Closed jogardi closed 2 years ago
Thanks for pointing this out It's a very new idea and has not totally been flushed out yet
I'm happy to try other things that work more consistently and are better theoretically justified For example, we could try to estimate the density of the EDD using a KDE, which is what is done when running the MP fits
I think using doing a histogram the same way as you do for plotting the ESD should work. Except you would need the bins to be the same each time you make the histogram rather than dynamicly sizing the bins like matplotlib does under the hood.
By the way, do you think that the heavy tailed distribution fits with the manifold and information bottleneck interpretations of how deep nets generalize? You show heavy tailed matrices are often lower rank. That is equivalent to saying they are projecting onto a lower dimensional manifold or that they are throwing away information. The idea is that the information being lost must be the noise since it is the result of training.
I know there are issues with the manifold and information bottleneck interpretations:
In quantum physics, the generalized matrix entropy (i.e the Von Neumann entropy) can be expressed directly in terms of the eigenvalues. And this is what we are doing in our JMLR paper
https://www.jmlr.org/papers/volume22/20-410/20-410.pdf.
See the discussion in section 2, and FIgure 1
So it's not clear to me why we can't just do this with an arbitrary cross-entropy / divergence as well. I'm open to trying other things if they work well from an engineering point of view, but, theoretically, I don't see the problem
I imagine we could use some more work to make the rand_distance more accurate and robust. (Again, we do have a KDE estimator for the densities, however, this is not so easy to do generally in an automated way for every possible ESD )
The heavy-tailed weight matrices do not lose (hard) rank.
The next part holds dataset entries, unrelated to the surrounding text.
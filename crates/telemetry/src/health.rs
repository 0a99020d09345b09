//! Health check aggregation.

use serde::{Deserialize, Serialize};
use std::sync::atomic::{AtomicBool, Ordering};

#[derive(Debug, Clone, Copy, PartialEq, Eq, Serialize, Deserialize)]
#[serde(rename_all = "lowercase")]
pub enum HealthStatus {
    Healthy,
    Degraded,
    Unhealthy,
}

impl HealthStatus {
    pub fn is_serving(&self) -> bool {
        matches!(self, Self::Healthy | Self::Degraded)
    }
}

/// Health flag plus last failure message for one component.
#[derive(Debug)]
pub struct ComponentHealth {
    name: &'static str,
    healthy: AtomicBool,
    message: parking_lot::RwLock<Option<String>>,
}

impl ComponentHealth {
    pub const fn new(name: &'static str) -> Self {
        Self {
            name,
            healthy: AtomicBool::new(false),
            message: parking_lot::RwLock::new(None),
        }
    }

    pub fn set_healthy(&self) {
        self.healthy.store(true, Ordering::Relaxed);
        *self.message.write() = None;
    }

    pub fn set_unhealthy(&self, msg: impl Into<String>) {
        self.healthy.store(false, Ordering::Relaxed);
        *self.message.write() = Some(msg.into());
    }

    pub fn is_healthy(&self) -> bool {
        self.healthy.load(Ordering::Relaxed)
    }

    pub fn name(&self) -> &'static str {
        self.name
    }

    pub fn message(&self) -> Option<String> {
        self.message.read().clone()
    }

    fn report(&self) -> ComponentHealthReport {
        ComponentHealthReport {
            name: self.name.to_string(),
            healthy: self.is_healthy(),
            message: self.message(),
        }
    }
}

#[derive(Debug, Clone, Serialize, Deserialize)]
pub struct HealthReport {
    pub status: HealthStatus,
    pub components: Vec<ComponentHealthReport>,
}

#[derive(Debug, Clone, Serialize, Deserialize)]
pub struct ComponentHealthReport {
    pub name: String,
    pub healthy: bool,
    pub message: Option<String>,
}

/// Service components that report health.
///
/// The store gates readiness. The finalization worker only degrades the
/// overall status since heartbeats are still accepted without it.
pub struct HealthRegistry {
    pub store: ComponentHealth,
    pub worker: ComponentHealth,
}

impl HealthRegistry {
    pub const fn new() -> Self {
        Self {
            store: ComponentHealth::new("store"),
            worker: ComponentHealth::new("finalization_worker"),
        }
    }

    pub fn report(&self) -> HealthReport {
        let components = vec![self.store.report(), self.worker.report()];

        let status = if !self.store.is_healthy() {
            HealthStatus::Unhealthy
        } else if components.iter().all(|c| c.healthy) {
            HealthStatus::Healthy
        } else {
            HealthStatus::Degraded
        };

        HealthReport { status, components }
    }

    /// Whether the service can accept traffic.
    pub fn is_ready(&self) -> bool {
        self.store.is_healthy()
    }

    pub fn is_alive(&self) -> bool {
        true
    }
}

impl Default for HealthRegistry {
    fn default() -> Self {
        Self::new()
    }
}

pub static HEALTH: std::sync::LazyLock<HealthRegistry> =
    std::sync::LazyLock::new(HealthRegistry::new);

/// Get the global health registry.
pub fn health() -> &'static HealthRegistry {
    &HEALTH
}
In fact, we specifically show this in our JMLR paper see: FIgure 28, They do lose soft-rank, but that's different than losing hard rank.
However, we do find that we can get an estimate of the out-of-sample test accuracy by evaluating the training accuracy on a low-rank approximation of each layer. This is described in our latest paper, where we call it SVDSmoothing https://arxiv.org/abs/2106.00734
WeightWatcher includes an SVDSmoothing function, which generates a low rank approximation to a pre-trained model. And this seems to work in some cases, but not all. We don't know why yet.
I recommend trying it, and see how it works for you
Thanks. Now I see that you discussed information bottleneck in your jlmr paper.
This is also like the way jpeg is denoising. The quantization coefficients are analogous to the eigenvalues, and the DCT transform is like the eigenvectors. The smaller quantization coefficients correspond to the high frequency component from the DCT because that is the noise. So JPEG is also losing soft rank rather than hard rank.
If the smaller eigenvalues correspond to overfitting then that that would explain why SVD smoothing gives the test accuracy.
< If the smaller eigenvalues correspond to overfitting then that that would explain why SVD smoothing gives the test accuracy.
in our most recent paper, we motivate SVDSmoothing as a data-dependent shape metric
On line 1306 of weightwatcher.py the sorted eigenvalues are plugged into the jensen shannon divergence just as if the eigenvalues were counts in a histogram. I understand that this still is a divergence in that the number will be bigger for a less similar set of eigenvalues. And you have shown that this works imperically. But this isn't making theoretical sense to me. When you plot the ESD you use bins as I would expect. This may be an ambiguity in documentation and not a code issue.